### What needs to be done
Give the number of lines in the material below that include "reason", and write nothing else.
====== Supplied material ======
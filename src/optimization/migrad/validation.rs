//! Validation helpers for Migrad minimization.
//!
//! - **Tolerance checks**: [`verify_tol_grad`], [`verify_tol_cost`] ensure
//!   numeric tolerances are finite and strictly positive when provided.
//! - **Gradient validation**: [`validate_grad`] enforces correct dimension
//!   and finite entries.
//! - **Parameter estimates**: [`validate_theta_hat`] ensures a candidate
//!   `theta_hat` exists and contains only finite values.
//! - **Objective values**: [`validate_value`] checks objective outputs for
//!   finiteness.
//! - **Hessians**: [`validate_hessian`] checks shape and finiteness.
use crate::optimization::{
    errors::{OptError, OptResult},
    migrad::{Grad, Theta, types::Hessian},
};

/// Validate the optional gradient-norm tolerance.
///
/// # Errors
/// Returns [`OptError::InvalidTolGrad`] if the value is non-finite or ≤ 0.0.
pub fn verify_tol_grad(tol: Option<f64>) -> OptResult<()> {
    if let Some(tol) = tol {
        if !tol.is_finite() {
            return Err(OptError::InvalidTolGrad { tol, reason: "Tolerance must be finite." });
        }
        if tol <= 0.0 {
            return Err(OptError::InvalidTolGrad { tol, reason: "Tolerance must be positive." });
        }
    }
    Ok(())
}

/// Validate the optional cost-change tolerance.
///
/// # Errors
/// Returns [`OptError::InvalidTolCost`] if the value is non-finite or ≤ 0.0.
pub fn verify_tol_cost(tol: Option<f64>) -> OptResult<()> {
    if let Some(tol) = tol {
        if !tol.is_finite() {
            return Err(OptError::InvalidTolCost { tol, reason: "Tolerance must be finite." });
        }
        if tol <= 0.0 {
            return Err(OptError::InvalidTolCost { tol, reason: "Tolerance must be positive." });
        }
    }
    Ok(())
}

/// Validate a gradient vector against dimension and finiteness.
///
/// # Errors
/// - [`OptError::GradientDimMismatch`] if length does not match `dim`.
/// - [`OptError::InvalidGradient`] for the first non-finite element.
pub fn validate_grad(grad: &Grad, dim: usize) -> OptResult<()> {
    if grad.len() != dim {
        return Err(OptError::GradientDimMismatch { expected: dim, found: grad.len() });
    }
    if let Some((index, &value)) = grad.iter().enumerate().find(|(_, v)| !v.is_finite()) {
        return Err(OptError::InvalidGradient {
            index,
            value,
            reason: "Gradient elements must be finite.",
        });
    }
    Ok(())
}

/// Validate and unwrap an estimated parameter vector (`theta_hat`).
///
/// # Errors
/// - [`OptError::MissingThetaHat`] if no vector was provided.
/// - [`OptError::InvalidThetaHat`] if any element is non-finite.
pub fn validate_theta_hat(theta_hat: Option<Theta>) -> OptResult<Theta> {
    let t = theta_hat.ok_or(OptError::MissingThetaHat)?;
    if let Some((index, &value)) = t.iter().enumerate().find(|(_, v)| !v.is_finite()) {
        return Err(OptError::InvalidThetaHat {
            index,
            value,
            reason: "Parameter estimates must be finite.",
        });
    }
    Ok(t)
}

/// Validate that a scalar objective value is finite.
///
/// # Errors
/// Returns [`OptError::NonFiniteCost`] if the value is `NaN` or infinite.
pub fn validate_value(value: f64) -> OptResult<()> {
    if !value.is_finite() {
        return Err(OptError::NonFiniteCost { value });
    }
    Ok(())
}

/// Validate the shape and entries of a Hessian matrix.
///
/// # Errors
/// - [`OptError::HessianDimMismatch`] if dimensions do not match `dim`.
/// - [`OptError::InvalidHessian`] if any entry is non-finite.
pub fn validate_hessian(hessian: &Hessian, dim: usize) -> OptResult<()> {
    if hessian.nrows() != dim || hessian.ncols() != dim {
        return Err(OptError::HessianDimMismatch {
            expected: dim,
            found: (hessian.nrows(), hessian.ncols()),
        });
    }
    for ((i, j), &value) in hessian.indexed_iter() {
        if !value.is_finite() {
            return Err(OptError::InvalidHessian { row: i, col: j, value });
        }
    }
    Ok(())
}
======
### Solution
6